- Theatrical poster
- Directed by: David Miller
- Written by: Gene Fowler Howard Emmett Rogers Bradbury Foote
- Based on: The Saga of Billy the Kid by Walter Noble Burns
- Produced by: Irving Asher
- Starring: Robert Taylor Brian Donlevy Gene Lockhart Lon Chaney Jr.
- Cinematography: William V. Skall Leonard Smith
- Edited by: Robert J. Kern
- Music by: David Snell
- Production company: Metro-Goldwyn-Mayer
- Distributed by: Loew's, Inc.
- Release date: May 30, 1941;
- Running time: 94 minutes
- Country: United States
- Language: English
- Budget: $1,411,000
- Box office: $2,432,000

= Billy the Kid (1941 film) =

1941 film

Billy the Kid is a 1941 American Western film, a color remake of the 1930 film of the same name. The film features Robert Taylor as Billy and Brian Donlevy as a fictionalized version of Pat Garrett renamed "Jim Sherwood" in the film. Directed by David Miller and based on the book by Walter Noble Burns, the cast also included Gene Lockhart and Lon Chaney Jr. The film was not as well received as the 1930 original, Billy the Kid, which had starred Johnny Mack Brown and Wallace Beery and been shot in an experimental widescreen process.

==Plot==
The year is 1880 and William Bonney is already a famous gunslinger, known as "Billy the Kid". In Lincoln, New Mexico, Billy helps his friend Pedro Gonzales escape from jail, where he was put by mean sheriff Cass McAndrews.

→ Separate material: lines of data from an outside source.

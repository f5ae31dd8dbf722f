//! Property-based test generators using proptest.
//!
//! Provides strategies for generating identifiers, terms, statements,
//! patches and managed objects.

use graphsync_codec::{Graph, Patch, Statement, Term};
use graphsync_core::ManagedObject;
use proptest::prelude::*;
use std::collections::BTreeMap;

/// Strategy for generating relative object identifiers.
pub fn object_id_strategy() -> impl Strategy<Value = String> {
    prop::string::string_regex("[a-z][a-z0-9]{0,7}").expect("Invalid regex")
}

/// Strategy for generating property names.
pub fn property_name_strategy() -> impl Strategy<Value = String> {
    prop::string::string_regex("[a-z][a-zA-Z]{0,11}").expect("Invalid regex")
}

/// Strategy for generating literal terms.
pub fn literal_strategy() -> impl Strategy<Value = Term> {
    prop_oneof![
        any::<bool>().prop_map(Term::Bool),
        any::<i64>().prop_map(Term::Integer),
        "[ -~]{1,16}".prop_map(Term::Text),
    ]
}

/// Strategy for generating any non-empty term, including node
/// references and lists.
pub fn term_strategy() -> impl Strategy<Value = Term> {
    prop_oneof![
        4 => literal_strategy(),
        1 => object_id_strategy().prop_map(Term::node),
        1 => prop::collection::vec(literal_strategy(), 1..4).prop_map(Term::List),
    ]
}

/// Strategy for generating statements with single-valued objects.
pub fn statement_strategy() -> impl Strategy<Value = Statement> {
    (
        object_id_strategy(),
        property_name_strategy(),
        prop_oneof![
            3 => literal_strategy(),
            1 => object_id_strategy().prop_map(Term::node),
        ],
    )
        .prop_map(|(subject, property, value)| Statement::new(subject, property, value))
}

/// Strategy for generating graphs.
pub fn graph_strategy(max_statements: usize) -> impl Strategy<Value = Graph> {
    prop::collection::vec(statement_strategy(), 0..max_statements).prop_map(Graph::from_statements)
}

/// Strategy for generating patches.
pub fn patch_strategy() -> impl Strategy<Value = Patch> {
    (
        prop::collection::vec(statement_strategy(), 0..6),
        prop::collection::vec(statement_strategy(), 0..3),
        prop::collection::vec(statement_strategy(), 0..6),
    )
        .prop_map(|(post, put, delete)| Patch { post, put, delete })
}

/// Strategy for generating property maps with literal values.
pub fn properties_strategy(max_properties: usize) -> impl Strategy<Value = BTreeMap<String, Term>> {
    prop::collection::btree_map(property_name_strategy(), literal_strategy(), 1..max_properties)
}

/// Strategy for generating new, unattached objects whose every property
/// is managed and set.
pub fn object_strategy() -> impl Strategy<Value = ManagedObject> {
    (object_id_strategy(), properties_strategy(6)).prop_map(|(id, properties)| {
        properties.iter().fold(
            ManagedObject::new(id, properties.keys().cloned()),
            |object, (name, value)| object.property(name.as_str(), value.clone()),
        )
    })
}

/// An edit applied to a managed object.
#[derive(Debug, Clone)]
pub enum ObjectEdit {
    /// Set a property.
    Set {
        /// Property name.
        name: String,
        /// New value.
        value: Term,
    },
    /// Clear a property.
    Clear {
        /// Property name.
        name: String,
    },
}

impl ObjectEdit {
    /// Applies the edit, ignoring the result.
    pub fn apply(&self, object: &ManagedObject) {
        let _ = match self {
            ObjectEdit::Set { name, value } => object.set(name, value.clone()),
            ObjectEdit::Clear { name } => object.set(name, Term::Null),
        };
    }
}

/// Strategy for generating edits over a fixed set of property names.
pub fn edit_strategy(names: Vec<String>) -> impl Strategy<Value = ObjectEdit> {
    let pick = prop::sample::select(names);
    prop_oneof![
        3 => (pick.clone(), literal_strategy())
            .prop_map(|(name, value)| ObjectEdit::Set { name, value }),
        1 => pick.prop_map(|name| ObjectEdit::Clear { name }),
    ]
}

/// Configuration for property tests.
#[derive(Debug, Clone)]
pub struct PropTestConfig {
    /// Number of test cases to run.
    pub cases: u32,
    /// Maximum shrink iterations.
    pub max_shrink_iters: u32,
}

impl Default for PropTestConfig {
    fn default() -> Self {
        Self {
            cases: 256,
            max_shrink_iters: 1000,
        }
    }
}

impl PropTestConfig {
    /// Creates a configuration for quick tests.
    #[must_use]
    pub fn quick() -> Self {
        Self {
            cases: 32,
            max_shrink_iters: 100,
        }
    }

    /// Converts to proptest config.
    #[must_use]
    pub fn to_proptest_config(&self) -> ProptestConfig {
        ProptestConfig {
            cases: self.cases,
            max_shrink_iters: self.max_shrink_iters,
            ..ProptestConfig::default()
        }
    }
}
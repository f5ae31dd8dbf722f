//! Test fixtures and session helpers.
//!
//! Provides convenience functions for opening sessions against a
//! recording mock or an in-memory graph service.

use crate::server::GraphServer;
use graphsync_core::{Config, Database};
use graphsync_transport::MockTransport;
use std::sync::Arc;

/// Location every fixture session is opened at.
pub const TEST_LOCATION: &str = "https://graph.test/db";

/// A session over a recording transport that accepts every write.
pub struct MockSession {
    /// The session.
    pub db: Database,
    /// The transport, for inspecting calls and queueing responses.
    pub transport: Arc<MockTransport>,
}

impl MockSession {
    /// Opens a session with the default configuration.
    pub fn new() -> Self {
        Self::with_config(Config::new())
    }

    /// Opens a session with the given configuration at [`TEST_LOCATION`].
    pub fn with_config(config: Config) -> Self {
        let transport = Arc::new(MockTransport::accepting());
        Self {
            db: Database::open(config.location(TEST_LOCATION), transport.clone()),
            transport,
        }
    }
}

impl Default for MockSession {
    fn default() -> Self {
        Self::new()
    }
}

impl std::ops::Deref for MockSession {
    type Target = Database;

    fn deref(&self) -> &Self::Target {
        &self.db
    }
}

/// A session connected to an in-memory [`GraphServer`] through the
/// loopback HTTP transport.
pub struct LoopbackSession {
    /// The session.
    pub db: Database,
    /// The server the session talks to.
    pub server: GraphServer,
}

impl LoopbackSession {
    /// Opens another session against the same server.
    pub fn reopen(&self, config: Config) -> LoopbackSession {
        connect(&self.server, config)
    }
}

impl std::ops::Deref for LoopbackSession {
    type Target = Database;

    fn deref(&self) -> &Self::Target {
        &self.db
    }
}

/// Opens a session against a fresh, empty [`GraphServer`].
pub fn loopback_session() -> LoopbackSession {
    connect(&GraphServer::new(TEST_LOCATION), Config::new())
}

/// Opens a session against an existing server.
pub fn connect(server: &GraphServer, config: Config) -> LoopbackSession {
    let transport = Arc::new(server.transport());
    LoopbackSession {
        db: Database::open(config.location(server.base_url()), transport),
        server: server.clone(),
    }
}

/// Runs a test with a mock session.
///
/// # Example
///
/// ```rust
/// use graphsync_testkit::with_mock_session;
///
/// with_mock_session(|db, transport| {
///     db.create_object_store("people").unwrap();
///     assert!(transport.calls().is_empty());
/// });
/// ```
pub fn with_mock_session<F, R>(f: F) -> R
where
    F: FnOnce(&Database, &MockTransport) -> R,
{
    let session = MockSession::new();
    f(&session.db, &session.transport)
}

/// Test scenario helpers.
pub mod scenarios {
    use graphsync_core::{Database, ManagedObject, TransactionMode};

    /// Properties managed on people.
    pub const PERSON_PROPERTIES: [&str; 3] = ["name", "age", "knows"];

    /// Creates a new person with a name.
    pub fn person(id: &str, name: &str) -> ManagedObject {
        ManagedObject::new(id, PERSON_PROPERTIES).property("name", name)
    }

    /// Attaches the objects to `store`, writes them and runs the
    /// transaction to completion.
    pub fn commit_objects(db: &Database, store: &str, objects: &[ManagedObject]) {
        let store = db
            .create_object_store(store)
            .expect("Failed to create object store");
        let txn = db
            .transaction(&[store.name()], TransactionMode::ReadWrite)
            .expect("Failed to open transaction");
        for object in objects {
            store.attach(object).expect("Failed to attach object");
            store.put(object).expect("Failed to queue put");
        }
        txn.run().expect("Failed to run transaction");
    }

    /// Creates a store holding `count` committed people.
    pub fn populated_store(db: &Database, store: &str, count: usize) -> Vec<ManagedObject> {
        let people: Vec<ManagedObject> = (0..count)
            .map(|i| person(&format!("p{i}"), &format!("person {i}")))
            .collect();
        commit_objects(db, store, &people);
        people
    }
}
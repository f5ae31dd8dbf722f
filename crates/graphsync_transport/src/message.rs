//! Request options and responses exchanged with the remote service.

use crate::auth::Credentials;
use std::fmt;

/// Remote operation verbs.
#[derive(Debug, Clone, Copy, PartialEq, Eq, Hash)]
pub enum Method {
    /// Fetch a document.
    Get,
    /// Fetch headers only.
    Head,
    /// Replace a document.
    Put,
    /// Submit a document.
    Post,
    /// Apply a patch.
    Patch,
    /// Query by example.
    Describe,
}

impl Method {
    /// Returns the HTTP verb used on the wire.
    ///
    /// `Describe` is sent as a `POST` carrying the prototype body.
    pub fn as_http(&self) -> &'static str {
        match self {
            Method::Get => "GET",
            Method::Head => "HEAD",
            Method::Put => "PUT",
            Method::Post | Method::Describe => "POST",
            Method::Patch => "PATCH",
        }
    }
}

impl fmt::Display for Method {
    fn fmt(&self, f: &mut fmt::Formatter<'_>) -> fmt::Result {
        match self {
            Method::Describe => f.write_str("DESCRIBE"),
            other => f.write_str(other.as_http()),
        }
    }
}

/// Per-request options.
#[derive(Debug, Clone, Default, PartialEq, Eq)]
pub struct RequestOptions {
    /// Expected response media type.
    pub accept: Option<String>,
    /// Media type of the request body.
    pub content_type: Option<String>,
    /// Revision tag sent as `ETag`.
    pub etag: Option<String>,
    /// Precondition sent as `If-Match`.
    pub if_match: Option<String>,
    /// Replication route sent as `Content-Disposition: replicate=<name>`.
    pub disposition: Option<String>,
    /// Credentials folded into `Authorization` by the transport.
    pub credentials: Option<Credentials>,
    /// Extra headers.
    pub headers: Vec<(String, String)>,
}

impl RequestOptions {
    /// Creates empty options.
    pub fn new() -> Self {
        Self::default()
    }

    /// Sets the `Accept` media type.
    pub fn with_accept(mut self, accept: impl Into<String>) -> Self {
        self.accept = Some(accept.into());
        self
    }

    /// Sets the body media type.
    pub fn with_content_type(mut self, content_type: impl Into<String>) -> Self {
        self.content_type = Some(content_type.into());
        self
    }

    /// Sets the revision tag.
    pub fn with_etag(mut self, etag: impl Into<String>) -> Self {
        self.etag = Some(etag.into());
        self
    }

    /// Sets the `If-Match` precondition.
    pub fn with_if_match(mut self, revision: impl Into<String>) -> Self {
        self.if_match = Some(revision.into());
        self
    }

    /// Sets the replication route.
    pub fn with_disposition(mut self, disposition: impl Into<String>) -> Self {
        self.disposition = Some(disposition.into());
        self
    }

    /// Sets the credentials.
    pub fn with_credentials(mut self, credentials: Option<Credentials>) -> Self {
        self.credentials = credentials;
        self
    }

    /// Adds an extra header.
    pub fn with_header(mut self, name: impl Into<String>, value: impl Into<String>) -> Self {
        self.headers.push((name.into(), value.into()));
        self
    }

    /// Renders every option as a header pair, excluding credentials.
    pub fn to_headers(&self) -> Vec<(String, String)> {
        let mut headers = Vec::with_capacity(self.headers.len() + 5);
        if let Some(accept) = &self.accept {
            headers.push(("Accept".to_string(), accept.clone()));
        }
        if let Some(content_type) = &self.content_type {
            headers.push(("Content-Type".to_string(), content_type.clone()));
        }
        if let Some(etag) = &self.etag {
            headers.push(("ETag".to_string(), etag.clone()));
        }
        if let Some(if_match) = &self.if_match {
            headers.push(("If-Match".to_string(), if_match.clone()));
        }
        if let Some(disposition) = &self.disposition {
            headers.push((
                "Content-Disposition".to_string(),
                format!("replicate={disposition}"),
            ));
        }
        headers.extend(self.headers.iter().cloned());
        headers
    }
}

/// A response from the remote service.
#[derive(Debug, Clone, PartialEq, Eq)]
pub struct Response {
    status: u16,
    headers: Vec<(String, String)>,
    body: Vec<u8>,
}

impl Response {
    /// Creates a response with the given status and no headers or body.
    pub fn new(status: u16) -> Self {
        Self {
            status,
            headers: Vec::new(),
            body: Vec::new(),
        }
    }

    /// Creates a `200 OK` response.
    pub fn ok() -> Self {
        Self::new(200)
    }

    /// Adds a header.
    #[must_use]
    pub fn with_header(mut self, name: impl Into<String>, value: impl Into<String>) -> Self {
        self.headers.push((name.into(), value.into()));
        self
    }

    /// Sets the `ETag` header.
    #[must_use]
    pub fn with_etag(self, etag: impl Into<String>) -> Self {
        self.with_header("ETag", etag)
    }

    /// Sets the body and its content type.
    #[must_use]
    pub fn with_body(mut self, content_type: impl Into<String>, body: Vec<u8>) -> Self {
        self.headers.push(("Content-Type".to_string(), content_type.into()));
        self.body = body;
        self
    }

    /// Returns the status code.
    pub fn status(&self) -> u16 {
        self.status
    }

    /// Returns true for 2xx statuses.
    pub fn is_success(&self) -> bool {
        (200..300).contains(&self.status)
    }

    /// Looks up a header, ignoring case.
    pub fn header(&self, name: &str) -> Option<&str> {
        self.headers
            .iter()
            .find(|(k, _)| k.eq_ignore_ascii_case(name))
            .map(|(_, v)| v.as_str())
    }

    /// Returns all headers.
    pub fn headers(&self) -> &[(String, String)] {
        &self.headers
    }

    /// Returns the `ETag` header with surrounding quotes removed.
    pub fn etag(&self) -> Option<&str> {
        self.header("ETag").map(|tag| {
            let tag = tag.strip_prefix("W/").unwrap_or(tag);
            tag.trim_matches('"')
        })
    }

    /// Returns the `Content-Type` header.
    pub fn content_type(&self) -> Option<&str> {
        self.header("Content-Type")
    }

    /// Returns the body bytes.
    pub fn body(&self) -> &[u8] {
        &self.body
    }

    /// Consumes the response, returning the body.
    pub fn into_body(self) -> Vec<u8> {
        self.body
    }

    /// Returns the body as UTF-8 text, if it is valid.
    pub fn text(&self) -> Option<&str> {
        std::str::from_utf8(&self.body).ok()
    }
}

#[cfg(test)]
mod tests {
    use super::*;

    #[test]
    fn header_lookup_ignores_case() {
        let response = Response::ok().with_header("etag", "\"r1\"");
        assert_eq!(response.header("ETag"), Some("\"r1\""));
        assert_eq!(response.etag(), Some("r1"));
    }

    #[test]
    fn weak_etags_are_unwrapped() {
        let response = Response::ok().with_etag("W/\"r2\"");
        assert_eq!(response.etag(), Some("r2"));
    }

    #[test]
    fn success_range() {
        assert!(Response::new(204).is_success());
        assert!(!Response::new(304).is_success());
        assert!(!Response::new(412).is_success());
    }

    #[test]
    fn body_accessors() {
        let response = Response::ok().with_body("application/json", b"[]".to_vec());
        assert_eq!(response.content_type(), Some("application/json"));
        assert_eq!(response.text(), Some("[]"));
        assert_eq!(response.into_body(), b"[]".to_vec());
    }

    #[test]
    fn options_render_headers() {
        let options = RequestOptions::new()
            .with_accept("application/json")
            .with_etag("rev-2")
            .with_if_match("rev-1")
            .with_disposition("people")
            .with_header("X-Extra", "1");

        let headers = options.to_headers();
        assert!(headers.contains(&("Accept".into(), "application/json".into())));
        assert!(headers.contains(&("ETag".into(), "rev-2".into())));
        assert!(headers.contains(&("If-Match".into(), "rev-1".into())));
        assert!(headers.contains(&("Content-Disposition".into(), "replicate=people".into())));
        assert_eq!(headers.last(), Some(&("X-Extra".into(), "1".into())));
    }

    #[test]
    fn describe_travels_as_post() {
        assert_eq!(Method::Describe.as_http(), "POST");
        assert_eq!(Method::Describe.to_string(), "DESCRIBE");
        assert_eq!(Method::Patch.to_string(), "PATCH");
    }
}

Later, Billy and Pedro go back to a saloon from which Pedro was thrown out earlier by the locals because of his ethnicity. One of the cattle barons, Dan Hickey, recognizes Billy and hires him to scare up some farmers into joining Hickey's business. Billy and the rest of Hickey's men start a stampede among the farmers' cattle, wreaking havoc and creating chaos. A farmer is killed during the stampede, and afterwards Billy feels guilty of what he has done.

During the stampede, Billy encounters one of his childhood friends, Jim Sherwood, who works for a man named Eric Keating. Jim arranges for Billy and Pedro to come and work for the non-violent Keating instead of the violent Hickey.

At the Keating ranch, Billy meets Eric's beautiful sister Edith and is instantly attracted to her. He finds himself well at home at the ranch, until Pedro is shot in the back and killed by one of Hickey's men. Keating convinces Billy not to take revenge, but to wait until he has talked to the governor about the violent situation in the region.

However, Keating doesn't return from his visit to the governor. At Edith's birthday party, Keating's horse comes back with an empty saddle. Billy decides to go after Hickey and his men to seek justice. When Hickey finds out about Keating's men coming for him, he tries to make them change their minds by sending them a messenger who lies and tells them that Keating died while trying to get away from the sheriff. Keating's men doesn't buy the lie, so Hickey tries to stall them with negotiations, while sending for reinforcements.

After talking to Hickey, Jim seems to have switched sides, telling the sheriff to lock up Billy and another one of Keating's men, Tim Ward. He says it's for their own protection, but Billy doesn't believe him.

Hickey tries to make the sheriff shoot Billy and say that he was trying to escape from jail, but Ward manages to disarm the sheriff, and later Billy kills him, thinking he is still trying to kill them.

Billy and Ward track down the men who killed Keating and shoots them one by one. When they are all dead, Jim and Hickey turns up. Jim tries to stop Billy from shooting Hickey, but when Hickey flees the scene Billy shoots him in the back.

The story ends with Billy challenging his old friend Jim, but he has shifted hands and is now using his right hand to draw instead of his usual quick left. Because of this, Jim is faster and kills Billy, and afterwards Jim realizes that Billy shifted hands deliberately and let him win.

==Cast==
- Robert Taylor as Billy the Kid
- Brian Donlevy as Jim Sherwood
- Ian Hunter as Eric Keating
- Mary Howard as Edith Keating
- Gene Lockhart as Dan Hickey
- Lon Chaney Jr. as 'Spike' Hudson
- Henry O'Neill as Tim Ward
- Guinn Williams as Ed Bronson
- Cy Kendall as Cass McAndrews, sheriff
- Ted Adams as "Buz" Cobb
- Frank Conlan as Judge Blake
- Frank Puglia as Pedro Gonzales

==Music==
Ormond B. Ruthven and Albert Mannheimer wrote the song "Viva La Vida" for the film.

==Production==
Parts of the film were shot in Monument Valley.

Both Taylor and Donlevy were ten years older than the real Billy and Pat were in 1880, the year the film begins.

==Box office==
According to MGM records the film earned $1,518,000 in the US and Canada and $914,000 elsewhere resulting in a profit of $41,000.